Many people have asked, "Are you ready!?" I can smile and talk about all the things I am anticipating, but the truth is that I don't know if I am prepared. I like to think that I am. I like to think that my expectations are futile - just like my fears or my hopes. On this journey, I hope to avoid any desire to foresee or maintain control. But, as I said, hope, in this case, is most likely futile. Let it happen. And, if I'm lucky, it will. I put all my faith in that which I don't know. And that which does not know me. Yet. 

Packing... tying up "loose ends"... goodbyes... last meals... what books to bring? who will I meet? what will I feel? will I learn anything? will my stomach betray me? will I make it? These thoughts, actions, anticipations and others have all fused and have surprisingly produced a relative calm. Relative, to be sure. In that sense, I think I might be prepared. 

I can't say enough about my friends and family. I can't say enough how much I will miss their company. And I know my appreciation for them will only grow with this experience. I can't say enough about home and what it has meant to me these past few years; at home, I feel that I grow with ease. I am supported and nourished. And while the comforts of friends and family and home will be sorely missed, they will never be left behind. 

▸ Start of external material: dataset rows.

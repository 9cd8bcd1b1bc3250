// Genetic operators on `Selection`s: multi-point crossover and per-slot
// mutation.
//
// Both take the run's `CantusRng` explicitly so every draw happens in a fixed
// order on the engine thread. Neither operator aliases its inputs: crossover
// builds fresh children, and mutation edits a selection the caller already
// owns (the engine clones parents before mutating them).
//
// Mutation is representation-aware rather than a blind code swap:
// - a note moves by a small step relative to the note before it, so melodic
//   contour survives;
// - a hold or rest either flips to the other silence symbol, with guards so
//   a flip doesn't orphan or extend the following hold, or becomes a fresh
//   note (never at slot 0, so melodies don't gain a note there through this
//   path and can never start with a hold).

use crate::selection::{Chunk, MAX_PITCH, Selection};
use cantus_prng::CantusRng;

/// Crossover mask over `len` slots with `points` distinct toggle positions.
///
/// `true` marks slots whose values are swapped between children. A toggle
/// opens a swapped block and the next toggle closes it; both toggle slots
/// belong to the block. When `points` exceeds `len` every slot is a toggle.
pub fn crossover_mask(len: usize, points: usize, rng: &mut CantusRng) -> Vec<bool> {
    let points = points.min(len);
    let mut toggles = vec![false; len];
    let mut placed = 0;
    while placed < points {
        let loc = rng.choose_index(len);
        if !toggles[loc] {
            toggles[loc] = true;
            placed += 1;
        }
    }

    let mut inside = false;
    toggles
        .into_iter()
        .map(|toggle| {
            if toggle {
                inside = !inside;
                true
            } else {
                inside
            }
        })
        .collect()
}

/// Recombine two parents into two children.
///
/// Child one starts from `a`, child two from `b`; slots under a swapped
/// block of the mask trade places. If the parents differ in length, the
/// longer parent's tail is appended to child one, so child two always has
/// the shared length.
///
/// Panics if the parents have different chunk sizes.
pub fn crossover(
    a: &Selection,
    b: &Selection,
    points: usize,
    rng: &mut CantusRng,
) -> (Selection, Selection) {
    assert_eq!(
        a.chunk_size(),
        b.chunk_size(),
        "crossover: parents must share a chunk size"
    );
    let shared = a.len().min(b.len());
    let mask = crossover_mask(shared, points, rng);

    let mut first = Vec::with_capacity(a.len().max(b.len()));
    let mut second = Vec::with_capacity(shared);
    for (i, &swap) in mask.iter().enumerate() {
        let (x, y) = (a.get(i), b.get(i));
        if swap {
            first.push(y);
            second.push(x);
        } else {
            first.push(x);
            second.push(y);
        }
    }

    let longer = if a.len() >= b.len() { a } else { b };
    first.extend_from_slice(&longer.chunks()[shared..]);

    let chunk_size = a.chunk_size();
    (
        Selection::from_chunks(first, chunk_size),
        Selection::from_chunks(second, chunk_size),
    )
}

/// Mutate each slot independently with probability `probability`.
///
/// `distance` is the largest pitch step of a note mutation, in semitones.
pub fn mutate(s: &mut Selection, probability: f64, distance: u8, rng: &mut CantusRng) {
    for i in 0..s.len() {
        if !rng.random_bool(probability) {
            continue;
        }
        match s.get(i) {
            Chunk::Note(_) => mutate_to_note(s, i, distance, rng),
            silence => {
                if rng.coin() {
                    flip_silence(s, i, silence);
                } else if i > 0 {
                    mutate_to_note(s, i, distance, rng);
                }
            }
        }
    }
}

/// Replace slot `i` with a note a few semitones from its anchor: the last
/// note before it, or its own pitch when nothing precedes it. With no anchor
/// at all, or a step that leaves 0..=127, a pitch is drawn uniformly.
fn mutate_to_note(s: &mut Selection, i: usize, distance: u8, rng: &mut CantusRng) {
    let anchor = s.last_note(i).pitch().or_else(|| s.get(i).pitch());
    let pitch = match anchor {
        Some(anchor) => {
            let step = rng.range_i32_inclusive(1, i32::from(distance.max(1)));
            let candidate = if rng.coin() {
                i32::from(anchor) + step
            } else {
                i32::from(anchor) - step
            };
            if (0..=i32::from(MAX_PITCH)).contains(&candidate) {
                candidate
            } else {
                random_pitch(rng)
            }
        }
        None => random_pitch(rng),
    };
    s.set(i, Chunk::Note(pitch as u8));
}

/// Swap a hold for a rest or vice versa without letting the next slot's
/// hold change meaning.
fn flip_silence(s: &mut Selection, i: usize, current: Chunk) {
    let next_is_hold = i + 1 < s.len() && s.get(i + 1) == Chunk::Hold;
    match current {
        Chunk::Hold => {
            // The following hold would now extend a rest; re-attack the
            // note it was sustaining instead.
            if next_is_hold {
                let resumed = s.last_note(i);
                s.set(i + 1, resumed);
            }
            s.set(i, Chunk::Rest);
        }
        Chunk::Rest if i > 0 => {
            // The following hold would now extend sound; keep it silent.
            if next_is_hold {
                s.set(i + 1, Chunk::Rest);
            }
            s.set(i, Chunk::Hold);
        }
        _ => {}
    }
}

fn random_pitch(rng: &mut CantusRng) -> i32 {
    rng.range_i32_inclusive(0, i32::from(MAX_PITCH))
}

#[cfg(test)]
mod tests {
    use super::*;

    fn sel(codes: &[i64]) -> Selection {
        Selection::from_codes(codes, 1).unwrap()
    }

    #[test]
    fn mask_forms_one_block_for_two_points() {
        let mut rng = CantusRng::new(4);
        for _ in 0..200 {
            let mask = crossover_mask(12, 2, &mut rng);
            let set: Vec<usize> = (0..12).filter(|&i| mask[i]).collect();
            assert!(set.len() >= 2);
            // Contiguous run from first to last set slot.
            assert_eq!(set.len(), set[set.len() - 1] - set[0] + 1);
        }
    }

    #[test]
    fn mask_with_more_points_than_slots() {
        let mut rng = CantusRng::new(4);
        assert_eq!(crossover_mask(1, 2, &mut rng), vec![true]);
        assert_eq!(crossover_mask(3, 5, &mut rng), vec![true, true, true]);
    }

    #[test]
    fn crossover_with_self_is_identity() {
        let mut rng = CantusRng::new(8);
        for _ in 0..100 {
            let p = Selection::random(10, 2, &mut rng);
            let (c1, c2) = crossover(&p, &p, 2, &mut rng);
            assert_eq!(c1, p);
            assert_eq!(c2, p);
        }
    }

    #[test]
    fn crossover_conserves_material() {
        let mut rng = CantusRng::new(21);
        let a = sel(&[60, 61, 62, 63, 64, 65]);
        let b = sel(&[70, 71, 72, 73, 74, 75]);
        for _ in 0..50 {
            let (c1, c2) = crossover(&a, &b, 2, &mut rng);
            assert_eq!(c1.len(), 6);
            assert_eq!(c2.len(), 6);
            for i in 0..6 {
                let pair = [c1.get(i), c2.get(i)];
                assert!(pair.contains(&a.get(i)) && pair.contains(&b.get(i)));
            }
        }
    }

    #[test]
    fn longer_tail_always_goes_to_first_child() {
        let mut rng = CantusRng::new(2);
        let short = sel(&[60, 61, 62]);
        let long = sel(&[70, 71, 72, 73, 74]);
        for _ in 0..200 {
            let (c1, c2) = crossover(&long, &short, 2, &mut rng);
            assert_eq!(c1.len(), 5);
            assert_eq!(c2.len(), 3);
            assert_eq!(&c1.codes()[3..], &[73, 74]);

            let (c1, c2) = crossover(&short, &long, 2, &mut rng);
            assert_eq!(c1.len(), 5);
            assert_eq!(c2.len(), 3);
            assert_eq!(&c1.codes()[3..], &[73, 74]);
        }
    }

    #[test]
    #[should_panic(expected = "chunk size")]
    fn crossover_rejects_mixed_resolutions() {
        let mut rng = CantusRng::new(0);
        let a = Selection::from_codes(&[60], 1).unwrap();
        let b = Selection::from_codes(&[60], 2).unwrap();
        crossover(&a, &b, 2, &mut rng);
    }

    #[test]
    fn zero_probability_mutation_is_noop() {
        let mut rng = CantusRng::new(10);
        for _ in 0..100 {
            let original = Selection::random(20, 1, &mut rng);
            let mut s = original.clone();
            mutate(&mut s, 0.0, 2, &mut rng);
            assert_eq!(s, original);
        }
    }

    #[test]
    fn mutation_preserves_invariants() {
        let mut rng = CantusRng::new(12);
        for _ in 0..300 {
            let mut s = Selection::random(16, 2, &mut rng);
            mutate(&mut s, 0.7, 2, &mut rng);
            assert_eq!(s.len(), 16);
            assert_ne!(s.get(0), Chunk::Hold);
            assert!(s.chunks().iter().all(|c| c.pitch().is_none_or(|p| p <= MAX_PITCH)));
        }
    }

    #[test]
    fn note_mutation_steps_from_previous_note() {
        let mut rng = CantusRng::new(13);
        for _ in 0..200 {
            let mut s = sel(&[64, 64]);
            mutate_to_note(&mut s, 1, 2, &mut rng);
            let p = s.get(1).pitch().unwrap();
            assert!([62, 63, 65, 66].contains(&p), "got {p}");
        }
    }

    #[test]
    fn note_mutation_redraws_off_the_keyboard() {
        let mut rng = CantusRng::new(14);
        for _ in 0..200 {
            let mut s = sel(&[127, 60]);
            mutate_to_note(&mut s, 1, 2, &mut rng);
            assert!(s.get(1).pitch().unwrap() <= MAX_PITCH);
        }
    }

    #[test]
    fn hold_to_rest_reattacks_following_hold() {
        let mut s = sel(&[67, 128, 128, 129]);
        flip_silence(&mut s, 1, Chunk::Hold);
        assert_eq!(s.codes(), vec![67, 129, 67, 129]);
    }

    #[test]
    fn rest_to_hold_silences_following_hold() {
        let mut s = sel(&[67, 129, 128, 60]);
        flip_silence(&mut s, 1, Chunk::Rest);
        assert_eq!(s.codes(), vec![67, 128, 129, 60]);
    }

    #[test]
    fn leading_rest_never_becomes_hold() {
        let mut s = sel(&[129, 60]);
        flip_silence(&mut s, 0, Chunk::Rest);
        assert_eq!(s.codes(), vec![129, 60]);
    }

    #[test]
    fn flip_at_last_slot_has_no_neighbour_to_guard() {
        let mut s = sel(&[60, 128]);
        flip_silence(&mut s, 1, Chunk::Hold);
        assert_eq!(s.codes(), vec![60, 129]);
    }
}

Sometimes, we need reminded that life is an impromptu adventure -- unscripted and untidy, and, most often, misunderstood. Sometimes, we need  to kick the crutches out from underneath ourselves, hit the ground hard and see if we can't relearn how to walk on our own feet. Crawl first! Soon, we will be running! One day, if all goes well, we'll be flying

I try and relearn all this every day; these words of Whitman certainly help:
Allons! We must not stop here,
However sweet these laid up stores, however convenient this
dwelling we cannot remain here,
However shelter'd this port and however calm these waters
we must not anchor here,
However welcome the hospitality that surrounds us we are
permitted to receive it but a little while. 
Anchors up! Wish me luck. And I wish you all the same!